--- Extracted material Enclosed Below ---

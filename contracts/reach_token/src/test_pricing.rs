use proptest::prelude::*;

use crate::invariants::{
    assert_curve_monotonic, assert_price_above_floor, assert_purchase_invariant,
    assert_tokens_sold_monotonic,
};
use crate::pricing::{curve_price, current_price, quote_payment_required};
use crate::{
    Address, CurveParameters, Error, FixedPoint, MemoryHost, MockPriceFeed, OracleReading,
    PriceFeed, PurchaseOrder, ReachToken,
};

fn fp(s: &str) -> FixedPoint {
    s.parse().unwrap()
}

fn launch_params() -> CurveParameters {
    CurveParameters {
        base_price: fp("27"),
        bonding_constant: fp("0.001"),
        floor_price: fp("27"),
    }
}

fn eth_at_2000() -> MockPriceFeed {
    MockPriceFeed::usd(2_000)
}

fn reading() -> OracleReading {
    eth_at_2000().current_oracle_reading()
}

fn setup() -> (ReachToken<MemoryHost>, Address) {
    let owner = Address::from("owner");
    let token = ReachToken::new(MemoryHost::new(owner.clone()), launch_params());
    (token, owner)
}

fn order(tokens: &str, payment: FixedPoint) -> PurchaseOrder {
    PurchaseOrder {
        token_amount: fp(tokens),
        payment_sent: payment,
        min_tokens_out: FixedPoint::ZERO,
    }
}

#[test]
fn test_default_parameters_match_launch() {
    assert_eq!(CurveParameters::default(), launch_params());
}

#[test]
fn test_curve_price_at_zero_is_base_price() {
    assert_eq!(curve_price(FixedPoint::ZERO, &launch_params()).unwrap(), fp("27"));
}

#[test]
fn test_curve_price_is_quadratic() {
    // 27 + 0.001 * 100^2 = 37
    assert_eq!(curve_price(fp("100"), &launch_params()).unwrap(), fp("37"));
    // 27 + 0.001 * 1000^2 = 1027
    assert_eq!(curve_price(fp("1000"), &launch_params()).unwrap(), fp("1027"));
}

#[test]
fn test_floor_applies_when_above_curve() {
    let params = CurveParameters {
        base_price: fp("10"),
        bonding_constant: fp("0.001"),
        floor_price: fp("27"),
    };
    assert_eq!(current_price(fp("100"), &params, &reading()).unwrap(), fp("27"));
    assert_eq!(current_price(fp("200"), &params, &reading()).unwrap(), fp("50"));
}

#[test]
fn test_oracle_reading_does_not_move_price() {
    let cheap = MockPriceFeed::usd(1).current_oracle_reading();
    let dear = MockPriceFeed::usd(100_000).current_oracle_reading();
    let params = launch_params();
    assert_eq!(
        current_price(fp("100"), &params, &cheap).unwrap(),
        current_price(fp("100"), &params, &dear).unwrap()
    );
}

#[test]
fn test_quote_converts_usd_to_payment_currency() {
    // 10 tokens at $27 = $270; at $2000/ETH that is 0.135 ETH.
    let quoted = quote_payment_required(fp("10"), FixedPoint::ZERO, &launch_params(), &reading(), fp("2000"));
    assert_eq!(quoted.unwrap(), fp("0.135"));
}

#[test]
fn test_quote_rejects_zero_amount_and_zero_rate() {
    let params = launch_params();
    assert_eq!(
        quote_payment_required(FixedPoint::ZERO, FixedPoint::ZERO, &params, &reading(), fp("2000")),
        Err(Error::InvalidAmount)
    );
    assert_eq!(
        quote_payment_required(fp("1"), FixedPoint::ZERO, &params, &reading(), FixedPoint::ZERO),
        Err(Error::InvalidAmount)
    );
}

#[test]
fn test_curve_overflow_is_reported() {
    let params = CurveParameters {
        base_price: fp("27"),
        bonding_constant: fp("1000000"),
        floor_price: fp("27"),
    };
    assert_eq!(curve_price(fp("1000000000"), &params), Err(Error::ArithmeticOverflow));
}

#[test]
fn test_buy_tokens_updates_sale_state() {
    let (mut token, _) = setup();
    let buyer = Address::from("buyer");
    let feed = eth_at_2000();

    let required = token.quote_payment(fp("1"), &feed).unwrap();
    assert_eq!(required, fp("0.0135"));

    let sent = required.mul_bps(11_000).unwrap();
    let receipt = token.buy_tokens(&buyer, order("1", sent), &feed).unwrap();

    assert_eq!(receipt.tokens_issued, fp("1"));
    assert_eq!(receipt.price_per_token, fp("27"));
    assert_eq!(receipt.payment_required, required);
    assert_eq!(receipt.refund, sent.checked_sub(required).unwrap());
    assert_eq!(receipt.reserve_share, sent.mul_bps(1_000).unwrap());
    assert_eq!(receipt.tokens_sold_after, fp("1"));
    assert_purchase_invariant(FixedPoint::ZERO, token.tokens_sold(), fp("1"));
}

#[test]
fn test_purchase_priced_before_increment() {
    let (mut token, _) = setup();
    let buyer = Address::from("buyer");
    let feed = OracleReading {
        price: fp("1"),
        timestamp: 0,
    };

    // 100 tokens bought at once cost 100 * $27 even though the curve ends at $37.
    let receipt = token.buy_tokens(&buyer, order("100", fp("2700")), &feed).unwrap();
    assert_eq!(receipt.payment_required, fp("2700"));
    assert_eq!(receipt.refund, FixedPoint::ZERO);
    assert_eq!(token.curve_price().unwrap(), fp("37"));

    let next = token.quote_payment(fp("1"), &feed).unwrap();
    assert_eq!(next, fp("37"));
}

#[test]
fn test_insufficient_payment_leaves_state_unchanged() {
    let (mut token, _) = setup();
    let buyer = Address::from("buyer");
    let feed = eth_at_2000();

    let required = token.quote_payment(fp("5"), &feed).unwrap();
    let short = required.checked_sub(FixedPoint::from_raw(1)).unwrap();

    assert_eq!(
        token.buy_tokens(&buyer, order("5", short), &feed),
        Err(Error::InsufficientPayment)
    );
    assert_eq!(token.tokens_sold(), FixedPoint::ZERO);
    assert!(token.events().all().is_empty());
}

#[test]
fn test_zero_amount_purchase_rejected() {
    let (mut token, _) = setup();
    assert_eq!(
        token.buy_tokens(&Address::from("buyer"), order("0", fp("1")), &eth_at_2000()),
        Err(Error::InvalidAmount)
    );
}

#[test]
fn test_slippage_guard() {
    let (mut token, _) = setup();
    let mut guarded = order("1", fp("1"));
    guarded.min_tokens_out = fp("2");

    assert_eq!(
        token.buy_tokens(&Address::from("buyer"), guarded, &eth_at_2000()),
        Err(Error::SlippageExceeded)
    );
    assert_eq!(token.tokens_sold(), FixedPoint::ZERO);
}

#[test]
fn test_paused_purchase_rejected_then_resumes() {
    let (mut token, owner) = setup();
    let buyer = Address::from("buyer");
    let feed = eth_at_2000();

    token.pause(&owner).unwrap();
    assert_eq!(token.buy_tokens(&buyer, order("1", fp("1")), &feed), Err(Error::Paused));
    assert_eq!(token.tokens_sold(), FixedPoint::ZERO);

    token.unpause(&owner).unwrap();
    assert!(token.buy_tokens(&buyer, order("1", fp("1")), &feed).is_ok());
}

#[test]
fn test_pause_checked_before_amount() {
    let (mut token, owner) = setup();
    token.pause(&owner).unwrap();
    assert_eq!(
        token.buy_tokens(&Address::from("buyer"), order("0", fp("1")), &eth_at_2000()),
        Err(Error::Paused)
    );
}

#[test]
fn test_only_owner_updates_parameters() {
    let (mut token, owner) = setup();
    let new_params = CurveParameters {
        base_price: fp("30"),
        bonding_constant: fp("0.002"),
        floor_price: fp("30"),
    };

    assert_eq!(
        token.update_price_parameters(&Address::from("buyer"), new_params),
        Err(Error::Unauthorized)
    );
    assert_eq!(*token.parameters(), launch_params());

    token.update_price_parameters(&owner, new_params).unwrap();
    assert_eq!(*token.parameters(), new_params);
}

#[test]
fn test_parameters_accept_floor_below_base() {
    let (mut token, owner) = setup();
    let inverted = CurveParameters {
        base_price: fp("30"),
        bonding_constant: FixedPoint::ZERO,
        floor_price: fp("1"),
    };
    token.update_price_parameters(&owner, inverted).unwrap();
    assert_eq!(token.current_price(&eth_at_2000()).unwrap(), fp("30"));
}

#[test]
fn test_contract_info_snapshot() {
    let (mut token, owner) = setup();
    token.create_proposal(&owner, "first", 0).unwrap();
    let info = token.contract_info(&eth_at_2000()).unwrap();
    assert_eq!(info.current_price, fp("27"));
    assert_eq!(info.tokens_sold, FixedPoint::ZERO);
    assert_eq!(info.parameters, launch_params());
    assert_eq!(info.proposal_count, 1);
    assert!(!info.paused);
}

fn arb_params() -> impl Strategy<Value = CurveParameters> {
    (0u128..1_000_000, 0u128..1_000_000, 0u128..1_000_000).prop_map(|(base, k, floor)| CurveParameters {
        base_price: FixedPoint::from_raw(base * 1_000_000_000_000),
        bonding_constant: FixedPoint::from_raw(k * 1_000),
        floor_price: FixedPoint::from_raw(floor * 1_000_000_000_000),
    })
}

fn arb_sold() -> impl Strategy<Value = FixedPoint> {
    (0u128..1_000_000_000).prop_map(|units| FixedPoint::from_raw(units * 1_000_000_000_000_000))
}

proptest! {
    #[test]
    fn current_price_never_below_floor(params in arb_params(), sold in arb_sold()) {
        let price = current_price(sold, &params, &reading()).unwrap();
        assert_price_above_floor(price, &params);
    }

    #[test]
    fn curve_is_monotonic(params in arb_params(), a in arb_sold(), b in arb_sold()) {
        let (lo, hi) = if a <= b { (a, b) } else { (b, a) };
        let price_lo = curve_price(lo, &params).unwrap();
        let price_hi = curve_price(hi, &params).unwrap();
        assert_curve_monotonic(lo, price_lo, hi, price_hi);
    }

    #[test]
    fn purchases_grow_tokens_sold_exactly(amounts in proptest::collection::vec(1u128..1_000, 1..8)) {
        let (mut token, _) = setup();
        let buyer = Address::from("buyer");
        let feed = eth_at_2000();
        for units in amounts {
            let amount = FixedPoint::from_int(units).unwrap();
            let before = token.tokens_sold();
            let required = token.quote_payment(amount, &feed).unwrap();
            let purchase = PurchaseOrder {
                token_amount: amount,
                payment_sent: required,
                min_tokens_out: amount,
            };
            token.buy_tokens(&buyer, purchase, &feed).unwrap();
            assert_tokens_sold_monotonic(before, token.tokens_sold());
            assert_purchase_invariant(before, token.tokens_sold(), amount);
        }
    }
}
// imports
use crate::corpus::{CorpusStats, Token};
use crate::error::{CoocError, Result};
use fnv::FnvHashMap;
use rand::Rng;
use serde::{Deserialize, Serialize};


/// What happens to an occurrence the subsampler drops.
#[derive(Clone, Copy, Debug, Default, PartialEq, Eq, Serialize, Deserialize)]
#[serde(rename_all = "snake_case")]
pub enum DroppedTokens {
    /// It is no longer a focus word but still serves as context for its neighbours.
    #[default]
    KeepAsContext,
    /// It is removed from the sentence before windowing.
    Remove,
}


/// Per-word probability of dropping an occurrence from focus consideration.
///
/// With `t' = threshold * corpus_size`, a word seen `count > t'` times is
/// dropped with probability `1 - sqrt(t' / count)`. Rarer words never are,
/// and are left out of the table.
#[derive(Clone, Debug)]
pub struct Subsampler {
    probabilities: FnvHashMap<String, f64>,
    threshold: f64,
}

impl Subsampler {

    pub const DEFAULT_THRESHOLD: f64 = 1e-5;

    pub fn build(stats: &CorpusStats, threshold: f64) -> Result<Subsampler> {
        Subsampler::from_frequencies(stats.iter(), stats.total(), threshold)
    }

    pub fn from_frequencies<'a, I>(frequencies: I, corpus_size: u64, threshold: f64) -> Result<Subsampler>
    where
        I: IntoIterator<Item = (&'a str, u64)> {

        // a zero threshold would drop every occurrence of every word
        if !(threshold > 0.0 && threshold < 1.0) {
            return Err(CoocError::Config(format!("subsampling threshold must be in (0, 1), got {}", threshold)));
        }

        let relative = threshold * corpus_size as f64;
        let probabilities = frequencies
            .into_iter()
            .filter(|(_, count)| *count as f64 > relative)
            .map(|(word, count)| (word.to_owned(), 1.0 - (relative / count as f64).sqrt()))
            .collect::<FnvHashMap<String, f64>>();

        tracing::debug!("subsampling {} frequent words, relative threshold {}", probabilities.len(), relative);

        Ok(Subsampler { probabilities, threshold })
    }

    pub fn threshold(&self) -> f64 {
        self.threshold
    }

    /// Probability of dropping one occurrence of `word`; 0 for words absent from the table.
    pub fn probability(&self, word: &str) -> f64 {
        self.probabilities.get(word).copied().unwrap_or(0.0)
    }

    /// Number of words with a non-zero probability.
    pub fn len(&self) -> usize {
        self.probabilities.len()
    }

    pub fn is_empty(&self) -> bool {
        self.probabilities.is_empty()
    }

    /// Draws one uniform number per token and returns the focus mask:
    /// `false` marks an occurrence that was dropped.
    pub fn apply<T: Token, R: Rng>(&self, sentence: &[T], rng: &mut R) -> Vec<bool> {
        sentence
            .iter()
            .map(|tok| {
                let draw: f64 = rng.gen();
                draw >= self.probability(tok.surface())
            })
            .collect()
    }
}
// imports
use crate::config::{CountingConfig, CountingMetadata};
use crate::context::ContextWindow;
use crate::corpus::{CorpusStats, Token};
use crate::error::{CoocError, Result};
use crate::matrix::CsrMatrix;
use crate::reducer::{combine_fixed, Reducer};
use crate::subsampling::Subsampler;
use crate::table::check_indexable;
use crate::vocabulary::{ContextVocabulary, Lexicon, Vocabulary};
use crate::worker::{shard_rng, PartialCounts, Worker};

use rayon::{prelude::*, ThreadPool, ThreadPoolBuilder};
use std::convert::Infallible;
use std::fmt::Display;
use std::sync::Arc;
use std::time::Instant;


/// The result of a run: the matrix, the vocabularies indexing its rows and
/// columns, and what it was computed from.
#[derive(Clone, Debug)]
pub struct Cooccurrences {
    pub matrix: CsrMatrix,
    pub words: Arc<Vocabulary>,
    pub contexts: Arc<Vocabulary>,
    pub metadata: CountingMetadata,
}

impl Cooccurrences {

    /// Count of `context` inside the window of `word`; 0 when either is unknown.
    pub fn get(&self, word: &str, context: &str) -> u64 {
        match (self.words.index_of(word), self.contexts.index_of(context)) {
            (Some(row), Some(col)) => self.matrix.get(row, col),
            _ => 0,
        }
    }
}


/// Counts co-occurrences over a corpus with a pool of workers.
///
/// The sentence source is read by a single producer in waves; each wave is
/// cut into contiguous shards of `shard_size` sentences that the pool counts
/// in parallel, then the reducer folds the partial tables into the global
/// accumulator. Any failure aborts the whole run.
pub struct CooccurrenceCounter {
    words: Arc<Vocabulary>,
    contexts: ContextVocabulary,
    window: ContextWindow,
    subsampler: Option<Subsampler>,
    config: CountingConfig,
}

impl CooccurrenceCounter {

    /// Checks the configuration and prepares the read-only state shared by
    /// the workers. `stats` is only needed when subsampling is on.
    pub fn new(words: Vocabulary,
        contexts: ContextVocabulary,
        config: CountingConfig,
        stats: Option<&CorpusStats>) -> Result<CooccurrenceCounter> {

        config.validate()?;

        if words.is_empty() {
            return Err(CoocError::Config("word vocabulary is empty".to_string()))
        }
        // rows and columns must fit in a packed cell key
        check_indexable(words.len())?;
        if let ContextVocabulary::Fixed(vocab) = &contexts {
            check_indexable(vocab.len())?;
        }

        let subsampler = match (config.subsampling, stats) {
            (false, _) => None,
            (true, Some(stats)) => Some(Subsampler::build(stats, config.threshold)?),
            (true, None) => return Err(CoocError::Config("subsampling requires corpus statistics".to_string())),
        };

        Ok(CooccurrenceCounter {
            words: Arc::new(words),
            contexts,
            window: config.window.to_window(),
            subsampler,
            config,
        })
    }

    pub fn config(&self) -> &CountingConfig {
        &self.config
    }

    pub fn window(&self) -> ContextWindow {
        self.window
    }

    pub fn subsampler(&self) -> Option<&Subsampler> {
        self.subsampler.as_ref()
    }

    /// Counts over an infallible sentence source.
    pub fn count<I, S, T>(&self, sentences: I) -> Result<Cooccurrences>
    where
        I: IntoIterator<Item = S>,
        S: AsRef<[T]> + Send,
        T: Token {

        self.try_count(sentences.into_iter().map(Ok::<S, Infallible>))
    }

    /// Counts over a fallible sentence source. The first source error aborts
    /// the run; nothing read so far is returned.
    pub fn try_count<I, S, T, E>(&self, sentences: I) -> Result<Cooccurrences>
    where
        I: IntoIterator<Item = std::result::Result<S, E>>,
        S: AsRef<[T]> + Send,
        T: Token,
        E: Display {

        let timer = Instant::now();
        let workers = self.config.workers();
        let shard_size = self.config.shard_size;
        tracing::info!("{}", self.config);

        let pool = ThreadPoolBuilder::new().num_threads(workers).build()?;
        let mut reducer = Reducer::new(&self.contexts);
        let mut sentences = sentences.into_iter();
        let mut next_shard = 0usize;
        let mut n_sentences = 0usize;
        let mut exhausted = false;

        while !exhausted {

            // single producer: cut the next `workers` shards off the source
            let mut shards: Vec<(usize, Vec<S>)> = Vec::with_capacity(workers);
            while shards.len() < workers && !exhausted {
                let mut shard = Vec::new();
                while shard.len() < shard_size {
                    match sentences.next() {
                        Some(Ok(sentence)) => shard.push(sentence),
                        Some(Err(e)) => return Err(CoocError::Source { shard: next_shard, message: e.to_string() }),
                        None => {
                            exhausted = true;
                            break
                        }
                    }
                }
                if !shard.is_empty() {
                    n_sentences += shard.len();
                    shards.push((next_shard, shard));
                    next_shard += 1;
                }
            }

            if shards.is_empty() {
                break
            }

            tracing::debug!("counting shards {}..{}, {} sentences read so far", next_shard - shards.len(), next_shard, n_sentences);
            let partials = self.count_wave(&pool, shards)?;
            reducer.merge_all(partials)?;
        }

        let (accumulator, contexts) = reducer.finish()?;
        let matrix = CsrMatrix::assemble(accumulator, self.words.len(), contexts.len())?;

        tracing::info!(
            "counted {} pairs over {} sentences in {} shards: {}x{} matrix, {} non-zero (density {:.3e}), took {} seconds",
            matrix.sum(), n_sentences, next_shard, matrix.rows(), matrix.cols(), matrix.nnz(), matrix.density(),
            timer.elapsed().as_secs()
        );

        let metadata = self.metadata(workers, n_sentences);
        Ok(Cooccurrences { matrix, words: Arc::clone(&self.words), contexts, metadata })
    }

    // runs one wave of shards on the pool; fixed-context partials are
    // tree-reduced in parallel, dynamic ones are kept in shard order
    fn count_wave<S, T>(&self, pool: &ThreadPool, shards: Vec<(usize, Vec<S>)>) -> Result<Vec<PartialCounts>>
    where
        S: AsRef<[T]> + Send,
        T: Token {

        let worker = self.worker();
        let seed = self.config.seed;

        pool.install(|| {
            let results = shards.into_par_iter().map(|(shard, sentences)| {
                let mut rng = shard_rng(seed, shard);
                worker.process(shard, &sentences, &mut rng)
            });

            if self.contexts.is_dynamic() {
                results.collect::<Result<Vec<PartialCounts>>>()
            } else {
                match results.try_reduce_with(|left, right| Ok(combine_fixed(left, right))) {
                    Some(partial) => Ok(vec![partial?]),
                    None => Ok(Vec::new()),
                }
            }
        })
    }

    fn worker(&self) -> Worker<'_> {
        Worker {
            words: &self.words,
            contexts: &self.contexts,
            window: self.window,
            subsampler: self.subsampler.as_ref(),
            dropped: self.config.dropped_tokens,
        }
    }

    fn metadata(&self, num_workers: usize, sentences: usize) -> CountingMetadata {
        CountingMetadata {
            corpus: self.config.corpus.clone(),
            window: self.window,
            subsampling: self.subsampler.is_some(),
            threshold: self.subsampler.as_ref().map(|sub| sub.threshold()),
            dropped_tokens: self.config.dropped_tokens,
            dynamic_contexts: self.contexts.is_dynamic(),
            seed: self.config.seed,
            shard_size: self.config.shard_size,
            num_workers,
            sentences,
        }
    }
}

--- End of Enclosed Extracted material ---

» What to do: Work out how many lines in the data hold the word "first"; reply with the number alone.

» Output for this task: 2